Records for the exercise:
____
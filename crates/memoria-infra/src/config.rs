//! Deployment configuration loader.
//!
//! Reads `memoria.toml` and deserializes it into [`MemoryConfig`]. A missing
//! file means defaults; a malformed or invalid file is a fatal
//! [`ConfigError`] and the subsystem does not start.

use std::path::{Path, PathBuf};

use memoria_types::config::MemoryConfig;
use memoria_types::error::ConfigError;

/// Default config location: `~/.memoria/memoria.toml`.
pub fn default_config_path() -> PathBuf {
    dirs::home_dir()
        .unwrap_or_else(|| PathBuf::from("."))
        .join(".memoria")
        .join("memoria.toml")
}

/// Parse and validate a configuration document.
pub fn parse_memory_config(content: &str) -> Result<MemoryConfig, ConfigError> {
    let config: MemoryConfig =
        toml::from_str(content).map_err(|e| ConfigError::Parse(e.to_string()))?;
    config.validate()?;
    if config.dedup_threshold_overlaps_retrieval() {
        tracing::warn!(
            dedup_threshold = config.deduplication.threshold,
            retrieval_threshold = config.default_similarity_threshold,
            "Dedup threshold is not above the retrieval threshold; related facts may be merged"
        );
    }
    Ok(config)
}

/// Load configuration from `path`.
pub async fn load_memory_config(path: &Path) -> Result<MemoryConfig, ConfigError> {
    let content = match tokio::fs::read_to_string(path).await {
        Ok(content) => content,
        Err(err) if err.kind() == std::io::ErrorKind::NotFound => {
            tracing::debug!("No config found at {}, using defaults", path.display());
            let config = MemoryConfig::default();
            config.validate()?;
            return Ok(config);
        }
        Err(err) => {
            return Err(ConfigError::Io(format!("{}: {err}", path.display())));
        }
    };

    parse_memory_config(&content)
}
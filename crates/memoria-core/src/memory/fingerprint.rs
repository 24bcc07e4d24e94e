//! Text normalization and dedup fingerprints.
//!
//! Two facts are "identical" when their canonical forms match. The canonical
//! form is hashed by a [`ContentHasher`]; the SHA-256 adapter lives in
//! memoria-infra so this crate stays free of crypto dependencies.

/// Abstraction over content hashing for dedup fingerprints.
pub trait ContentHasher: Send + Sync {
    /// Compute a hex-encoded hash of the given content.
    fn compute_hash(&self, content: &str) -> String;
}

/// Normalized text as stored: trimmed, internal whitespace collapsed.
pub fn normalize_fact_text(text: &str) -> String {
    text.split_whitespace().collect::<Vec<_>>().join(" ")
}

/// Form used for exact-duplicate detection.
///
/// Lowercased, whitespace collapsed, trailing sentence punctuation removed.
/// "User likes tea." and "user likes  TEA" share a canonical form.
pub fn canonical_form(text: &str) -> String {
    normalize_fact_text(text)
        .to_lowercase()
        .trim_end_matches(['.', '!', '?', ';', ','])
        .trim_end()
        .to_string()
}

/// Fingerprint of `text` under `hasher`.
pub fn fingerprint(hasher: &dyn ContentHasher, text: &str) -> String {
    hasher.compute_hash(&canonical_form(text))
}

#[cfg(test)]
mod tests {
    use super::*;
    use crate::memory::test_support::PlainHasher;

    #[test]
    fn test_normalize_collapses_whitespace() {
        assert_eq!(
            normalize_fact_text("  User   lives\tin\nBerlin  "),
            "User lives in Berlin"
        );
    }

    #[test]
    fn test_canonical_form() {
        assert_eq!(canonical_form("User likes tea."), "user likes tea");
        assert_eq!(canonical_form("user likes  TEA"), "user likes tea");
        assert_eq!(canonical_form("Really?!"), "really");
        assert_eq!(canonical_form("Budget is $5.5k"), "budget is $5.5k");
    }

    #[test]
    fn test_fingerprint_equal_for_variants() {
        let hasher = PlainHasher;
        assert_eq!(
            fingerprint(&hasher, "My secret PIN is 9876."),
            fingerprint(&hasher, "my secret pin is 9876")
        );
        assert_ne!(
            fingerprint(&hasher, "User's home address is 12 Oak Street"),
            fingerprint(&hasher, "User's work address is 500 Market Street")
        );
    }
}
//! BoxLlmProvider -- object-safe dynamic dispatch wrapper for LlmProvider.
//!
//! 1. Define an object-safe `LlmProviderDyn` trait with boxed futures
//! 2. Blanket-impl `LlmProviderDyn` for all `T: LlmProvider`
//! 3. `BoxLlmProvider` wraps `Box<dyn LlmProviderDyn>` and delegates

use std::future::Future;
use std::pin::Pin;

use memoria_types::llm::{CompletionRequest, CompletionResponse, LlmError};

use super::provider::LlmProvider;

/// Object-safe version of [`LlmProvider`] with boxed futures.
pub trait LlmProviderDyn: Send + Sync {
    fn name(&self) -> &str;

    fn model(&self) -> &str;

    fn complete_boxed<'a>(
        &'a self,
        request: &'a CompletionRequest,
    ) -> Pin<Box<dyn Future<Output = Result<CompletionResponse, LlmError>> + Send + 'a>>;
}

impl<T: LlmProvider> LlmProviderDyn for T {
    fn name(&self) -> &str {
        LlmProvider::name(self)
    }

    fn model(&self) -> &str {
        LlmProvider::model(self)
    }

    fn complete_boxed<'a>(
        &'a self,
        request: &'a CompletionRequest,
    ) -> Pin<Box<dyn Future<Output = Result<CompletionResponse, LlmError>> + Send + 'a>> {
        Box::pin(self.complete(request))
    }
}

/// Type-erased LLM provider for runtime provider selection.
///
/// Since `LlmProvider` uses RPITIT, it cannot be used as a trait object
/// directly. `BoxLlmProvider` exposes the same methods and delegates to the
/// inner `LlmProviderDyn` trait object.
pub struct BoxLlmProvider {
    inner: Box<dyn LlmProviderDyn + Send + Sync>,
}

impl BoxLlmProvider {
    /// Wrap a concrete `LlmProvider` in a type-erased box.
    pub fn new<T: LlmProvider + 'static>(provider: T) -> Self {
        Self {
            inner: Box::new(provider),
        }
    }

    pub fn name(&self) -> &str {
        self.inner.name()
    }

    pub fn model(&self) -> &str {
        self.inner.model()
    }

    /// Send a completion request and receive the full response.
    pub async fn complete(
        &self,
        request: &CompletionRequest,
    ) -> Result<CompletionResponse, LlmError> {
        self.inner.complete_boxed(request).await
    }
}
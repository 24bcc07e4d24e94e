//! SHA-256 content hashing for deduplication fingerprints.
//!
//! Implements the `ContentHasher` trait from `memoria-core` using the
//! `sha2` crate (RustCrypto ecosystem).

use sha2::{Digest, Sha256};

use memoria_core::memory::fingerprint::ContentHasher;

/// Lowercase hex SHA-256 of the canonical fact text.
pub struct Sha256ContentHasher;

impl Sha256ContentHasher {
    pub fn new() -> Self {
        Self
    }
}

impl Default for Sha256ContentHasher {
    fn default() -> Self {
        Self::new()
    }
}

impl ContentHasher for Sha256ContentHasher {
    fn compute_hash(&self, content: &str) -> String {
        let digest = Sha256::digest(content.as_bytes());
        format!("{:x}", digest)
    }
}
//! OpenAI-compatible LLM provider implementation.
//!
//! Uses [`async_openai`] for type-safe request/response handling against any
//! server that speaks the chat completions protocol.

pub mod config;

use async_openai::config::OpenAIConfig;
use async_openai::types::chat::{
    ChatCompletionRequestAssistantMessage, ChatCompletionRequestAssistantMessageContent,
    ChatCompletionRequestMessage, ChatCompletionRequestSystemMessage,
    ChatCompletionRequestSystemMessageContent, ChatCompletionRequestUserMessage,
    ChatCompletionRequestUserMessageContent, CreateChatCompletionRequest, FinishReason,
};
use async_openai::Client;
use secrecy::ExposeSecret;

use memoria_core::llm::provider::LlmProvider;
use memoria_types::llm::{
    CompletionRequest, CompletionResponse, LlmError, MessageRole, StopReason, Usage,
};

use self::config::OpenAiCompatConfig;

/// Provider for any OpenAI-compatible API.
///
/// Does NOT derive Debug: the `async_openai::Client` holds the API key.
pub struct OpenAiCompatibleProvider {
    client: Client<OpenAIConfig>,
    provider_name: String,
    model: String,
}

impl OpenAiCompatibleProvider {
    pub fn new(config: OpenAiCompatConfig) -> Self {
        let openai_config = OpenAIConfig::new()
            .with_api_key(config.api_key.expose_secret())
            .with_api_base(&config.base_url);

        Self {
            client: Client::with_config(openai_config),
            provider_name: config.provider_name,
            model: config.model,
        }
    }

    fn build_request(&self, request: &CompletionRequest) -> CreateChatCompletionRequest {
        let mut messages: Vec<ChatCompletionRequestMessage> = Vec::new();

        if let Some(ref system) = request.system {
            messages.push(system_message(system.clone()));
        }

        for msg in &request.messages {
            let oai_msg = match msg.role {
                MessageRole::System => system_message(msg.content.clone()),
                MessageRole::User => {
                    ChatCompletionRequestMessage::User(ChatCompletionRequestUserMessage {
                        content: ChatCompletionRequestUserMessageContent::Text(msg.content.clone()),
                        name: None,
                    })
                }
                MessageRole::Assistant => {
                    #[allow(deprecated)]
                    ChatCompletionRequestMessage::Assistant(
                        ChatCompletionRequestAssistantMessage {
                            content: Some(ChatCompletionRequestAssistantMessageContent::Text(
                                msg.content.clone(),
                            )),
                            refusal: None,
                            name: None,
                            audio: None,
                            tool_calls: None,
                            function_call: None,
                        },
                    )
                }
            };
            messages.push(oai_msg);
        }

        let model = if request.model.is_empty() {
            self.model.clone()
        } else {
            request.model.clone()
        };

        CreateChatCompletionRequest {
            model,
            messages,
            max_completion_tokens: Some(request.max_tokens),
            temperature: request.temperature.map(|t| t as f32),
            ..Default::default()
        }
    }
}

fn system_message(content: String) -> ChatCompletionRequestMessage {
    ChatCompletionRequestMessage::System(ChatCompletionRequestSystemMessage {
        content: ChatCompletionRequestSystemMessageContent::Text(content),
        name: None,
    })
}

impl LlmProvider for OpenAiCompatibleProvider {
    fn name(&self) -> &str {
        &self.provider_name
    }

    fn model(&self) -> &str {
        &self.model
    }

    async fn complete(&self, request: &CompletionRequest) -> Result<CompletionResponse, LlmError> {
        let oai_request = self.build_request(request);

        let response = self
            .client
            .chat()
            .create(oai_request)
            .await
            .map_err(map_openai_error)?;

        let content = response
            .choices
            .first()
            .and_then(|c| c.message.content.clone())
            .unwrap_or_default();

        let stop_reason = response
            .choices
            .first()
            .and_then(|c| c.finish_reason.as_ref())
            .map(|fr| match fr {
                FinishReason::Length => StopReason::MaxTokens,
                _ => StopReason::EndTurn,
            })
            .unwrap_or(StopReason::EndTurn);

        let usage = response
            .usage
            .map(|u| Usage {
                input_tokens: u.prompt_tokens,
                output_tokens: u.completion_tokens,
            })
            .unwrap_or_default();

        Ok(CompletionResponse {
            id: response.id,
            content,
            model: response.model,
            stop_reason,
            usage,
        })
    }
}

/// Map an `async_openai::error::OpenAIError` to an [`LlmError`].
fn map_openai_error(err: async_openai::error::OpenAIError) -> LlmError {
    use async_openai::error::OpenAIError;

    match &err {
        OpenAIError::ApiError(api_err) => {
            let code = api_err.code.as_deref().unwrap_or("");
            let error_type = api_err.r#type.as_deref().unwrap_or("");

            if code == "authentication_error"
                || error_type == "authentication_error"
                || api_err.message.contains("Invalid API key")
            {
                LlmError::AuthenticationFailed
            } else if code == "rate_limit_exceeded" || error_type == "rate_limit_error" {
                LlmError::RateLimited {
                    retry_after_ms: None,
                }
            } else if code == "server_error" || error_type == "overloaded_error" {
                LlmError::Overloaded(api_err.message.clone())
            } else {
                LlmError::Provider {
                    message: err.to_string(),
                }
            }
        }
        OpenAIError::Reqwest(reqwest_err) => match reqwest_err.status().map(|s| s.as_u16()) {
            Some(401) => LlmError::AuthenticationFailed,
            Some(429) => LlmError::RateLimited {
                retry_after_ms: None,
            },
            Some(503) | Some(529) => LlmError::Overloaded(err.to_string()),
            _ => LlmError::Provider {
                message: err.to_string(),
            },
        },
        OpenAIError::JSONDeserialize(_, content) => {
            LlmError::Deserialization(format!("failed to parse response: {content}"))
        }
        OpenAIError::InvalidArgument(msg) => LlmError::InvalidRequest(msg.clone()),
        _ => LlmError::Provider {
            message: err.to_string(),
        },
    }
}

#[cfg(test)]
mod tests {
    use super::*;
    use memoria_types::config::ExtractionConfig;
    use memoria_types::llm::Message;

    fn provider() -> OpenAiCompatibleProvider {
        OpenAiCompatibleProvider::new(config::extraction_config(&ExtractionConfig::default()))
    }

    #[test]
    fn test_provider_from_extraction_section() {
        let provider = provider();
        assert_eq!(provider.name(), "extraction");
        assert_eq!(provider.model(), "qwen3");
    }

    #[test]
    fn test_build_request_prepends_system_prompt() {
        let request = CompletionRequest {
            model: String::new(),
            messages: vec![Message::user("hello")],
            system: Some("Extract facts.".to_string()),
            max_tokens: 500,
            temperature: Some(0.1),
        };
        let built = provider().build_request(&request);
        assert_eq!(built.model, "qwen3");
        assert_eq!(built.messages.len(), 2);
        assert!(matches!(built.messages[0], ChatCompletionRequestMessage::System(_)));
        assert!(matches!(built.messages[1], ChatCompletionRequestMessage::User(_)));
        assert_eq!(built.max_completion_tokens, Some(500));
        assert!((built.temperature.unwrap() - 0.1).abs() < 1e-6);
    }

    #[test]
    fn test_request_model_overrides_default() {
        let request = CompletionRequest {
            model: "llama-3.1-8b".to_string(),
            messages: vec![Message::user("hi")],
            system: None,
            max_tokens: 16,
            temperature: None,
        };
        let built = provider().build_request(&request);
        assert_eq!(built.model, "llama-3.1-8b");
        assert_eq!(built.messages.len(), 1);
        assert!(built.temperature.is_none());
    }

    #[test]
    fn test_map_invalid_argument() {
        let err = map_openai_error(async_openai::error::OpenAIError::InvalidArgument(
            "bad".to_string(),
        ));
        assert!(matches!(err, LlmError::InvalidRequest(_)));
    }
}
//! Connection settings for OpenAI-compatible chat endpoints.
//!
//! Query rewriting and fact extraction each point at their own endpoint
//! (typically a local vLLM or llama.cpp server), so a config is built per
//! purpose from the deployment sections.

use secrecy::SecretString;

use memoria_types::config::{ExtractionConfig, QueryRewriteConfig};

/// Configuration for an [`super::OpenAiCompatibleProvider`].
pub struct OpenAiCompatConfig {
    /// Short label used in logs ("extraction", "query_rewrite").
    pub provider_name: String,
    /// Base URL, e.g. `http://localhost:8000/v1`.
    pub base_url: String,
    pub api_key: SecretString,
    pub model: String,
}

/// Read the API key from `env_var`. Local servers usually need none, so an
/// unset variable yields an empty key.
fn api_key_from_env(purpose: &str, env_var: Option<&str>) -> SecretString {
    match env_var {
        Some(name) => match std::env::var(name) {
            Ok(key) => SecretString::from(key),
            Err(_) => {
                tracing::warn!(purpose, env_var = name, "API key variable not set; sending no key");
                SecretString::from(String::new())
            }
        },
        None => SecretString::from(String::new()),
    }
}

pub fn extraction_config(config: &ExtractionConfig) -> OpenAiCompatConfig {
    OpenAiCompatConfig {
        provider_name: "extraction".into(),
        base_url: config.endpoint.clone(),
        api_key: api_key_from_env("extraction", config.api_key_env.as_deref()),
        model: config.model.clone(),
    }
}

pub fn query_rewrite_config(config: &QueryRewriteConfig) -> OpenAiCompatConfig {
    OpenAiCompatConfig {
        provider_name: "query_rewrite".into(),
        base_url: config.endpoint.clone(),
        api_key: api_key_from_env("query_rewrite", config.api_key_env.as_deref()),
        model: config.model.clone(),
    }
}

#[cfg(test)]
mod tests {
    use super::*;
    use secrecy::ExposeSecret;

    #[test]
    fn test_extraction_config_uses_section_values() {
        let section = ExtractionConfig {
            endpoint: "http://llm.internal:9000/v1".into(),
            model: "qwen3-8b".into(),
            api_key_env: None,
            ..ExtractionConfig::default()
        };
        let config = extraction_config(&section);
        assert_eq!(config.provider_name, "extraction");
        assert_eq!(config.base_url, "http://llm.internal:9000/v1");
        assert_eq!(config.model, "qwen3-8b");
        assert!(config.api_key.expose_secret().is_empty());
    }

    #[test]
    fn test_missing_key_variable_yields_empty_key() {
        let section = QueryRewriteConfig {
            api_key_env: Some("MEMORIA_TEST_KEY_THAT_IS_NEVER_SET".into()),
            ..QueryRewriteConfig::default()
        };
        let config = query_rewrite_config(&section);
        assert_eq!(config.provider_name, "query_rewrite");
        assert!(config.api_key.expose_secret().is_empty());
    }
}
____
Exercise: Quote exactly the stretch of lines above that starts at the first one and ends at the line with "file is a fatal", and nothing beyond it.

Answer to this task:
filename crates/memoria-infra/src/config.rs
//! Deployment configuration loader.
//!
//! Reads `memoria.toml` and deserializes it into [`MemoryConfig`]. A missing
//! file means defaults; a malformed or invalid file is a fatal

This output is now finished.